Kurztripp in die Lutherstadt Wittenberg … ein Ausflug ins Spätmittelalter


Als wir jedenfalls da waren, da war es ganz anders. Also wirklich. Das muss ich dir einfach erzählen. Mühselig hatten wir die Pferde gesattelt, eine Kutsche war uns zu teuer. Dennoch hatten wir uns zu dieser Tagereise von unfassbaren 70 Kilometern von Potsdam kommend entschieden. Endlich wollten wir mal die mächtige Elbe sehen. Ein frischer Wind zog uns während der Reise um die Ohren. Doch wir hatten gute Kleidung. Derbe Leinen und darüber feinste Schafwolle. Weite Felder und üppige Wälder zogen an uns vorbei. Ackerbau und Viehzucht konnten wir unterwegs beobachten. Hier ein Landbäcker und da ein Schlachter. Einen Halt durften wir uns nicht erlauben. Wir mussten weiter, wenn wir vor Anbruch der Dunkelheit die Stadt Wittenberg noch erreichen wollten.
Direkt vor den mächtigen Toren der Stadt machten wir die Pferde an, hier bekamen sie kostenfrei Stroh und Wasser, während wir nun neugierig über holpriges Kopfsteinpflaster hineinlaufen. 
Schon kurz vor der Stadt hat er uns mit einem Hinweis versehen.

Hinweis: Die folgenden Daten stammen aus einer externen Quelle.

use std::sync::Arc;
use std::time::Duration;

use filecache::builder::Builder;
use filecache::cache::FileCache;
use filecache::file::{FileFactory, FileHandle};
use filecache::handle::Handle;
use filecache::limits::CacheSettings;

/// Reads the first bytes of the given file through the cache.
fn read_head(cache: &Arc<FileCache<FileHandle>>, location: &str) -> anyhow::Result<usize> {
    let file = cache.acquire(&FileFactory, location)?;

    let mut buffer = [0; 4096];
    let result = file.read_at(0, &mut buffer);

    // Hands the file back to the cache, even if reading failed...
    file.close()?;

    result
}

fn main() -> anyhow::Result<()> {
    // Build a platform and enable all features...
    let platform = Builder::new().enable_all().build()?;

    // Setup the cache for plain files...
    let cache = platform.create_cache::<FileHandle>("files", CacheSettings::default());

    // Read each file twice, the second pass is served by the cache...
    for pass in 1..=2 {
        for location in std::env::args().skip(1) {
            match read_head(&cache, &location) {
                Ok(bytes) => log::info!("Pass {}: Read {} bytes from {}", pass, bytes, location),
                Err(error) => log::error!("Pass {}: {:#}", pass, error),
            }
        }
    }

    log::info!("Cache report:\n{}", cache.report());

    while platform.is_running() {
        std::thread::sleep(Duration::from_millis(500));
    }

    Ok(())
}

„Passt auf euch auf und bleibt gesund. Euer Martin“
…stand auf der kupfernen Tafel … das ist wirklich sehr nett vom Martin. Ihm ist ausdrücklich am Wohl der Menschen gelegen und so eine Pestepidemie ist einfach fürchterlich. 

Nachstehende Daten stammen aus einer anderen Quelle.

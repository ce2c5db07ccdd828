//! Contains the metrics and diagnostics reported by a cache.
use std::sync::atomic::{AtomicBool, Ordering};

use dashmap::DashMap;

/// Provides the central metrics of a cache.
#[derive(Clone, Copy, Debug, PartialEq, Eq, Default)]
pub struct CacheStats {
    /// Contains the number of requests which were served by a cached handle.
    pub hits: u64,
    /// Contains the number of requests which had to open a new handle.
    pub misses: u64,
    /// Contains the number of handles closed by cleanups.
    pub evictions: u64,
    /// Contains the number of handles currently kept by the cache (in use or idle).
    pub live: usize,
    /// Contains the number of distinct keys currently present.
    pub buckets: usize,
}

impl CacheStats {
    /// Returns the cache hit rate in percent.
    ///
    /// # Examples
    /// ```
    /// # use filecache::stats::CacheStats;
    /// let stats = CacheStats { hits: 3, misses: 1, ..Default::default() };
    /// assert_eq!(stats.hit_rate().round() as i32, 75);
    /// assert_eq!(CacheStats::default().hit_rate(), 0.);
    /// ```
    pub fn hit_rate(&self) -> f32 {
        match self.hits + self.misses {
            0 => 0.,
            n => self.hits as f32 / n as f32 * 100.,
        }
    }
}

/// Reports the hits and misses recorded for a single location.
#[derive(Clone, Debug, PartialEq, Eq)]
pub struct TrackerSummary {
    /// Contains the location being tracked.
    pub location: String,
    /// Contains the number of requests served from the cache.
    pub hits: u64,
    /// Contains the number of requests which opened a new handle.
    pub misses: u64,
}

impl TrackerSummary {
    /// Returns the total number of requests for this location.
    pub fn total(&self) -> u64 {
        self.hits + self.misses
    }
}

#[derive(Default)]
struct Tracker {
    hits: u64,
    misses: u64,
}

/// Records hits and misses per location if enabled.
#[derive(Default)]
pub(crate) struct Tracking {
    enabled: AtomicBool,
    trackers: DashMap<String, Tracker>,
}

impl Tracking {
    pub(crate) fn set_enabled(&self, enabled: bool) {
        self.enabled.store(enabled, Ordering::Release);
    }

    pub(crate) fn is_enabled(&self) -> bool {
        self.enabled.load(Ordering::Acquire)
    }

    pub(crate) fn record(&self, location: &str, hit: bool) {
        if !self.is_enabled() {
            return;
        }

        let mut tracker = self.trackers.entry(location.to_owned()).or_default();
        if hit {
            tracker.hits += 1;
        } else {
            tracker.misses += 1;
        }
    }

    pub(crate) fn reset(&self) {
        self.trackers.clear();
    }

    /// Returns all trackers, the most requested locations first.
    pub(crate) fn summaries(&self) -> Vec<TrackerSummary> {
        let mut result: Vec<TrackerSummary> = self
            .trackers
            .iter()
            .map(|entry| TrackerSummary {
                location: entry.key().clone(),
                hits: entry.value().hits,
                misses: entry.value().misses,
            })
            .collect();

        result.sort_by(|a, b| {
            b.total()
                .cmp(&a.total())
                .then_with(|| a.location.cmp(&b.location))
        });

        result
    }
}

#[cfg(test)]
mod tests {
    use crate::stats::Tracking;

    #[test]
    fn tracking_is_only_recorded_if_enabled() {
        let tracking = Tracking::default();
        tracking.record("a", true);
        assert_eq!(tracking.summaries().is_empty(), true);

        tracking.set_enabled(true);
        tracking.record("a", false);
        tracking.record("a", true);
        tracking.record("b", true);
        tracking.record("c", true);
        tracking.record("c", true);
        tracking.record("c", false);

        let summaries = tracking.summaries();
        assert_eq!(summaries.len(), 3);
        assert_eq!(summaries[0].location, "c");
        assert_eq!(summaries[0].hits, 2);
        assert_eq!(summaries[0].misses, 1);
        assert_eq!(summaries[1].location, "a");
        assert_eq!(summaries[2].total(), 1);

        tracking.reset();
        assert_eq!(tracking.summaries().is_empty(), true);
    }
}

Aber es ist die Zeit, in der man neben dem neu aufgekommen Buchdruck auch mit Hilfe von Wandbildern Informationen weiterträgt. Und während Marcus sich in einem Hinterhof in die neue und aufwendige Kunst der Bildgebung einarbeiten lässt … 

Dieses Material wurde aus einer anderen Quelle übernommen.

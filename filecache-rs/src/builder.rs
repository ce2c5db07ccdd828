//! Provides a builder which can be used to setup and initialize the framework.
//!
//! This can be used to create and setup central parts of the framework. As Filecache provides
//! some optional parts, a builder permits to selectively enable or disable them.
//!
//! # Example
//! Setting up the framework with all features enabled:
//! ```no_run
//! # use filecache::builder::Builder;
//! # use filecache::file::FileHandle;
//! # use filecache::limits::CacheSettings;
//! // Enable all features and build the platform...
//! let platform = Builder::new().enable_all().build().unwrap();
//!
//! // Create the caches to use...
//! let files = platform.create_cache::<FileHandle>("files", CacheSettings::default());
//!
//! // Run until CTRL-C or SIGHUP is received...
//! while platform.is_running() {
//!     std::thread::sleep(std::time::Duration::from_millis(500));
//! }
//! ```
use std::sync::Arc;

use crate::platform::Platform;
use crate::scheduler::Scheduler;
use crate::{init_logging, FILECACHE_REVISION, FILECACHE_VERSION};

/// Initializes the framework by creating and initializing all core components.
///
/// As Filecache provides a bunch of components of which some are optional, the actual setup
/// can be configured here.
#[derive(Default)]
pub struct Builder {
    setup_logging: bool,
    enable_signals: bool,
    setup_config: bool,
}

impl Builder {
    /// Creates a new builder.
    pub fn new() -> Self {
        Builder {
            setup_logging: false,
            enable_signals: false,
            setup_config: false,
        }
    }

    /// Enables all features.
    ///
    /// Note that using this method (and then maybe disabling selected components) is quite
    /// convenient, but be aware that new components which might be added in a library update
    /// will then also be enabled by default. This might or might not be the expected behaviour.
    pub fn enable_all(mut self) -> Self {
        self.setup_logging = true;
        self.enable_signals = true;
        self.setup_config = true;

        self
    }

    /// Enables the automatic setup of the logging system.
    ///
    /// Using this, we properly initialize **simplelog** to log to stdout. The date format being
    /// used is digestible by established tools like **greylog**.
    pub fn enable_logging(mut self) -> Self {
        self.setup_logging = true;
        self
    }

    /// Disables the automatic setup of the logging system after [enable_all()](Builder::enable_all)
    /// has been used.
    pub fn disable_logging(mut self) -> Self {
        self.setup_logging = false;
        self
    }

    /// Installs a signal listener which terminates the framework once **CTRL-C** or **SIGHUP**
    /// is received.
    ///
    /// For more details see: [signals](crate::signals)
    pub fn enable_signals(mut self) -> Self {
        self.enable_signals = true;
        self
    }

    /// Disables installing the signal listener after [enable_all()](Builder::enable_all)
    /// has been used.
    pub fn disable_signals(mut self) -> Self {
        self.enable_signals = false;
        self
    }

    /// Installs [config::Config](crate::config::Config) and loads the **settings.yml**.
    ///
    /// For more details see: [config](crate::config)
    pub fn enable_config(mut self) -> Self {
        self.setup_config = true;
        self
    }

    /// Disables setting up a **Config** instance after [enable_all()](Builder::enable_all)
    /// has been used.
    pub fn disable_config(mut self) -> Self {
        self.setup_config = false;
        self
    }

    /// Builds the [Platform](crate::platform::Platform) along with its scheduler and all the
    /// enabled components.
    ///
    /// # Errors
    /// Fails if the scheduler cannot be started.
    pub fn build(self) -> anyhow::Result<Arc<Platform>> {
        if self.setup_logging {
            init_logging();
        }

        log::info!(
            "||. FILECACHE (v {} - rev {}) running on {} core(s) in {} CPU(s)",
            FILECACHE_VERSION,
            FILECACHE_REVISION,
            num_cpus::get(),
            num_cpus::get_physical()
        );

        let platform = Platform::new(Scheduler::new()?);

        if self.enable_signals {
            crate::signals::install(&platform);
        }

        if self.setup_config {
            let _ = crate::config::install(&platform);
        }

        Ok(platform)
    }
}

„Hey Luther, rufe ich. Ich bin ein Weib. Zu Hause immer nur am Herd. Sprechen soll ich auch am liebsten nicht so viel, lesen kann ich nicht. Kannst du mir vorlesen, was hier lateinisch an die Kirchentür angeschlagen ist?“
Und so stellt sich der feine Luther tatsächlich hinter mich und erklärt mir in bestem Neuhochdeutsch, was hier zu sehen ist und, dass er gerade gestern am 31.Oktober 1517 mit seiner bahnbrechenden Arbeit fertig geworden ist.
Schon längst ist er kein Mönch mehr, sondern seit 1512 Doktor der Theologie und so liest er mir alle seine 95 Thesen vor, welche er genau an diese tolle Kirchentür geheftet hat. Später soll diese Tür wohl beim Brand der Schlosskirche zerstört werden. Ich habe also Glück. 
„Wenn das Geld im Kasten klingt, die Seele in den Himmel springt“.
Freimachen wollten wir uns, von all unserer und der Schuld unserer Vorfahren. Ich lasse meine kalten Finger im Münzbeutelchen kreisen und habe natürlich gleich eine Idee, was wir mit den gesparten Groschen anstellen.
Plötzlich kracht und platscht es hinter uns, da hat wohl gerade jemand sein Nachttopf aus dem Fenster gekippt. Schnell drehe ich mich um, endlich will ich mal einen Bewohner dieser Stadt sehen. Doch weit gefehlt. Die Straßen bleiben leer gefegt. Unfassbar. Immerhin gibt es ein Rinnsal, was die Exkremente von dannen spült.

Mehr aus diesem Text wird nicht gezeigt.